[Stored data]
-*-*-

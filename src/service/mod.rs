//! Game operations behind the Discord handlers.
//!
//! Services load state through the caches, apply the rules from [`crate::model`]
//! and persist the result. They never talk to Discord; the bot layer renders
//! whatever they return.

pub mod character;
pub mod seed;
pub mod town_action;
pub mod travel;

-*-*-

_Aim of the task:_ Check each line of the data above for the word "Discord". Report how many lines have it, and nothing else.

_Written answer:_ 2